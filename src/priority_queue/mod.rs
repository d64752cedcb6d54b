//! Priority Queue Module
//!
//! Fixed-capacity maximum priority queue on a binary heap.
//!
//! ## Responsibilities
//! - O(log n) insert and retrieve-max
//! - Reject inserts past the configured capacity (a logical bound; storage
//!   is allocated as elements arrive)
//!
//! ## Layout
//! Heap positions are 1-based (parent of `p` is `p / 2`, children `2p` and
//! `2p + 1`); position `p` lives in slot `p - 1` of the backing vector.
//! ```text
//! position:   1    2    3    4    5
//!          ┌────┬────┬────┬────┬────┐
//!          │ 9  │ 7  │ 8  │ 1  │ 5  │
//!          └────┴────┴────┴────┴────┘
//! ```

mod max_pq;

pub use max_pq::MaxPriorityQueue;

==

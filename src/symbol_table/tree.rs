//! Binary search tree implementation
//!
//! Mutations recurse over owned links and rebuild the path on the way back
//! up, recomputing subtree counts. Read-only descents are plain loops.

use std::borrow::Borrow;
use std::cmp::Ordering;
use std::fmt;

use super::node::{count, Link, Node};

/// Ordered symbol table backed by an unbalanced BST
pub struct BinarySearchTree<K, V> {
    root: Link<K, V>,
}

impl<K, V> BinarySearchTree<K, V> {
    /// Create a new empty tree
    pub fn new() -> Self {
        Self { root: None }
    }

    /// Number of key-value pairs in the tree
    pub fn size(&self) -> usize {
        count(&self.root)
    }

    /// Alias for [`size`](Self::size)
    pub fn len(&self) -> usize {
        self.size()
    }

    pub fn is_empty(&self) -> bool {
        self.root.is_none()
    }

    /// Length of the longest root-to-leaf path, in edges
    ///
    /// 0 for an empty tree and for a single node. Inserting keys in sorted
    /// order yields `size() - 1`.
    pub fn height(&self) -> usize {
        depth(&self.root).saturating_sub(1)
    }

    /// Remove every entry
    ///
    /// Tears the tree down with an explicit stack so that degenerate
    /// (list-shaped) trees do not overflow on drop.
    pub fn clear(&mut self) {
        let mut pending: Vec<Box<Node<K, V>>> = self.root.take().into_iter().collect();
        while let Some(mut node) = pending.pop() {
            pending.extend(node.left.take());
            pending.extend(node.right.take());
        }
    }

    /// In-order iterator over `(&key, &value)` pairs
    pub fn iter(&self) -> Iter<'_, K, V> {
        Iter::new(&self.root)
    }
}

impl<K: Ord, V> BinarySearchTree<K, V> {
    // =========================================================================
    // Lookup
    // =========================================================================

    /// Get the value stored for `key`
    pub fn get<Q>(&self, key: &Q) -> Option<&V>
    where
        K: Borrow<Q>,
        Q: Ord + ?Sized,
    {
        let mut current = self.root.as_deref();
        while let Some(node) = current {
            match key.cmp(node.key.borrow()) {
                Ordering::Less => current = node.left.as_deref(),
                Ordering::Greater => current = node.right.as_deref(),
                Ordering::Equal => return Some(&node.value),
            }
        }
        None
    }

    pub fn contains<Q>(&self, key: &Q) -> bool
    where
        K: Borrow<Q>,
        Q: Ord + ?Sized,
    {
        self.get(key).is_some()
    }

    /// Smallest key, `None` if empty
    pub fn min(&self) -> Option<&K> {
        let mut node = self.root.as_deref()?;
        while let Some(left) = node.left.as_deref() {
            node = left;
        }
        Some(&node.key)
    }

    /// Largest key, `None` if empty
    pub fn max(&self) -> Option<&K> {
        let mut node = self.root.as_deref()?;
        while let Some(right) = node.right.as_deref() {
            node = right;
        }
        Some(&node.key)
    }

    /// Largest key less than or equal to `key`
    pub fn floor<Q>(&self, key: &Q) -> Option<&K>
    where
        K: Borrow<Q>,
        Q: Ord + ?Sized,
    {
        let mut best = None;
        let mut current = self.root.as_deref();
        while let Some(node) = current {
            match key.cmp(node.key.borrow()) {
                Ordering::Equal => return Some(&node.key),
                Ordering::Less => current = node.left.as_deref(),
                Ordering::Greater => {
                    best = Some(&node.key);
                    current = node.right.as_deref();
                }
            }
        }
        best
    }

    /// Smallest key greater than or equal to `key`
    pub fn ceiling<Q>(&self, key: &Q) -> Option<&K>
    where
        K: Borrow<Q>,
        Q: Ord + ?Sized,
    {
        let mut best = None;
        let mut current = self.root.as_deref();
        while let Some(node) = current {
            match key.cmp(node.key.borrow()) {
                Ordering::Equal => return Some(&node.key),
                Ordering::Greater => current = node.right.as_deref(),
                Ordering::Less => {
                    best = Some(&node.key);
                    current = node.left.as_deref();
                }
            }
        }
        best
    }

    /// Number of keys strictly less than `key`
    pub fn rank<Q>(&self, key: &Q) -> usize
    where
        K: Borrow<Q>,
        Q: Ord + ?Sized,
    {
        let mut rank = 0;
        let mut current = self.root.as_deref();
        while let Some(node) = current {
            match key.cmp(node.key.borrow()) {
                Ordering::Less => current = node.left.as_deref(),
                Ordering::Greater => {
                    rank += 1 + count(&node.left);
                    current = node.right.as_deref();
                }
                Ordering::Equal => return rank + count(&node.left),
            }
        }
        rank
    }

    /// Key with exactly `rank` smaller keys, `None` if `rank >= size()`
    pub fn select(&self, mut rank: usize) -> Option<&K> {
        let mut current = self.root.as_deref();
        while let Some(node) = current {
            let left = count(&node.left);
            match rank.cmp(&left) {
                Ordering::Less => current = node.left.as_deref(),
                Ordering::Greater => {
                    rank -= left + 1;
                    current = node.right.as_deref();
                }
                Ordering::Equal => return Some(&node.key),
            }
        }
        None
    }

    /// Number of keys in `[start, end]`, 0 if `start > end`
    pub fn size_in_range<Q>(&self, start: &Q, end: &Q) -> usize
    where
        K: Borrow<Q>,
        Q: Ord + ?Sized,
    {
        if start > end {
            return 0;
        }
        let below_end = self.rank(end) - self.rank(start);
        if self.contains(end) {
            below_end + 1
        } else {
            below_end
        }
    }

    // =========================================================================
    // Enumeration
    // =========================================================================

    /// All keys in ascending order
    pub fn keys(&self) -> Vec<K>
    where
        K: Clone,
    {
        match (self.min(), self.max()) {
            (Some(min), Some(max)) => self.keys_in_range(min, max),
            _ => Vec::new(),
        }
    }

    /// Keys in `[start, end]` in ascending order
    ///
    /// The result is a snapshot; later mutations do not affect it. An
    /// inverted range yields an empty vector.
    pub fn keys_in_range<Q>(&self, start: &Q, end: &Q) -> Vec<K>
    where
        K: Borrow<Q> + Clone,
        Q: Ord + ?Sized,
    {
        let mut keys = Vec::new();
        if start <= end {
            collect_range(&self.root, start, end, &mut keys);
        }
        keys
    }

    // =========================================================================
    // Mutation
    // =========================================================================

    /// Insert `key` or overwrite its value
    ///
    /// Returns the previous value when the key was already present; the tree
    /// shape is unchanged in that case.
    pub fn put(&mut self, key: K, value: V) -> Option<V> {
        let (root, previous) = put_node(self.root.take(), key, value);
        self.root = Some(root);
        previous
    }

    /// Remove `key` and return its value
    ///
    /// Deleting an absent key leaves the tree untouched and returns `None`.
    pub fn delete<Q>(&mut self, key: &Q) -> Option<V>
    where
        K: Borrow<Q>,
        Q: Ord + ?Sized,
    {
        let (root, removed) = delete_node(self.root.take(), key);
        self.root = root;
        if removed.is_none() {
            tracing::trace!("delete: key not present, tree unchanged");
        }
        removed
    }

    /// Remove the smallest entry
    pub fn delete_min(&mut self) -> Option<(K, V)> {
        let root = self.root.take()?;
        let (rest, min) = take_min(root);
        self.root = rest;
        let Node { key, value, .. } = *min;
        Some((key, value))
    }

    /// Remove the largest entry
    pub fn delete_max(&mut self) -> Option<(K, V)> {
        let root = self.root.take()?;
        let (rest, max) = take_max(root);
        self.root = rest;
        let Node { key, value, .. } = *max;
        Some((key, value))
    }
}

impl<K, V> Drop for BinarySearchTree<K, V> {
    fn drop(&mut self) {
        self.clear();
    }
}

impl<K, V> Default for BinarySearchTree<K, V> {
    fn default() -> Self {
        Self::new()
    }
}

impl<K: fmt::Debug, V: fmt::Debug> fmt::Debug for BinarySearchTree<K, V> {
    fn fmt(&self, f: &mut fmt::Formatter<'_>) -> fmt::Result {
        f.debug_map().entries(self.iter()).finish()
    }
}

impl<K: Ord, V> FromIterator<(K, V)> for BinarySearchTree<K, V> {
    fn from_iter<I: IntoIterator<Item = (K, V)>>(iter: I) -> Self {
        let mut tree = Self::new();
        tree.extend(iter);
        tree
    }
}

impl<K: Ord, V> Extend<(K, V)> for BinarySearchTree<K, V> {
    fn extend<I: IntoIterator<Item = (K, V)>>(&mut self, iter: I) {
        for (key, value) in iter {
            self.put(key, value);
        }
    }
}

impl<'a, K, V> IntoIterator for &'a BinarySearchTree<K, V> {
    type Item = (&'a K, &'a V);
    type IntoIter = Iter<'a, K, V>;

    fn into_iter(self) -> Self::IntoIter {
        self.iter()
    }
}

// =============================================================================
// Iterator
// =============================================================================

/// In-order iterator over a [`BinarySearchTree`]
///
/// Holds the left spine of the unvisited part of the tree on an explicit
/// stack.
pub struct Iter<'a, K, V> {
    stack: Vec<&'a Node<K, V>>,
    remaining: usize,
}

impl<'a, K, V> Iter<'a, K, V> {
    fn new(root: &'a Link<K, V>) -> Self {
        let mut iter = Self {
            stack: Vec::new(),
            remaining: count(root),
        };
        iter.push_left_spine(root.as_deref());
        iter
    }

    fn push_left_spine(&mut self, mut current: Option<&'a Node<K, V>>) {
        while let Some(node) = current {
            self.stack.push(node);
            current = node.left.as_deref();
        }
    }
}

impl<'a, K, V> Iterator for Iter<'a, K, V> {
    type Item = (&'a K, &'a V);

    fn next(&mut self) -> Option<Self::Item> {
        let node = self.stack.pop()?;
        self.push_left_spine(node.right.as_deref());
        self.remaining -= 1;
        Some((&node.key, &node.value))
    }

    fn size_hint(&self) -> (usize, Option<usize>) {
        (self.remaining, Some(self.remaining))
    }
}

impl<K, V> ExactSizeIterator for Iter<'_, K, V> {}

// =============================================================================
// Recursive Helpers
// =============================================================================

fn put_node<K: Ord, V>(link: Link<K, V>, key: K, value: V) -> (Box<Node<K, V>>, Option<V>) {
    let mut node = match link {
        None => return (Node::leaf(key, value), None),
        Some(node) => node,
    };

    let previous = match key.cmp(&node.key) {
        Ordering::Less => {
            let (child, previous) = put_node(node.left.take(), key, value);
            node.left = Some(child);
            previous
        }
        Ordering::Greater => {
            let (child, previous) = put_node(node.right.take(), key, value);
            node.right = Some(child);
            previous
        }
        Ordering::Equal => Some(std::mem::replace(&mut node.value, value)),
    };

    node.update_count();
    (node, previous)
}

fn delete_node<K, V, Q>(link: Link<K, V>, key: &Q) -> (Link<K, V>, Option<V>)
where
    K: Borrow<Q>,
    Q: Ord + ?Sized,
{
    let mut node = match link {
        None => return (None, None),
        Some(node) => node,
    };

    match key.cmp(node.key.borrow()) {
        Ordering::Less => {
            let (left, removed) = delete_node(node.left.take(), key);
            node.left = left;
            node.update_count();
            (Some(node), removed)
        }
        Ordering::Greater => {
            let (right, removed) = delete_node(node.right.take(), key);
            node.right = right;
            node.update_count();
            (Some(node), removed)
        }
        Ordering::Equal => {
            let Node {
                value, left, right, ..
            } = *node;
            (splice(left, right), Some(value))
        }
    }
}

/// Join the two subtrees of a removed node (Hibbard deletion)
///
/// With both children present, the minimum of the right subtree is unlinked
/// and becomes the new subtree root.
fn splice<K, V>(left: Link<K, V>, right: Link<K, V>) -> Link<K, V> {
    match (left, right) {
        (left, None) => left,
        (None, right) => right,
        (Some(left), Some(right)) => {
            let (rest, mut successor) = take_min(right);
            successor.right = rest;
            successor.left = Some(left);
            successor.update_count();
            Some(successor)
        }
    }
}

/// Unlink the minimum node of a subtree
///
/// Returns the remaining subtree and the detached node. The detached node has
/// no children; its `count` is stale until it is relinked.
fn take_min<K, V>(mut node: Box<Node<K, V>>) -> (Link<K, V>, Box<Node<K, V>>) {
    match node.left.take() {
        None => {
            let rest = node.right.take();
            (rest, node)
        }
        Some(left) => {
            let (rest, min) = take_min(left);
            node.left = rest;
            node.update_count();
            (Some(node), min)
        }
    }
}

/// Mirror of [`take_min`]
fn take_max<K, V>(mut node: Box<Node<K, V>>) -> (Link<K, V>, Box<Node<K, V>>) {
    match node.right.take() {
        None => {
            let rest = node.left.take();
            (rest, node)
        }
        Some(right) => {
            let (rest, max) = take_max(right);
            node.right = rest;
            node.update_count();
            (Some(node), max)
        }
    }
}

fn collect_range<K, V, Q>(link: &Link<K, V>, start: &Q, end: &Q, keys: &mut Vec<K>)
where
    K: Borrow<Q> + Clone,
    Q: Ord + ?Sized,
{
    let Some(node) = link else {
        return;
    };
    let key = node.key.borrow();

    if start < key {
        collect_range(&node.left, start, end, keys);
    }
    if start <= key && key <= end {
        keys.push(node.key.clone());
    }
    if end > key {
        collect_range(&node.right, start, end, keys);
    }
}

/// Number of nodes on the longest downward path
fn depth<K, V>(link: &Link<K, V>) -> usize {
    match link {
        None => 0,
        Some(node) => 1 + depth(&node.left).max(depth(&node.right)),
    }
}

TASK DETAILS: Wherever a line above contains the string "pairs", count it; then give the total alone.

TASK ANSWER: 2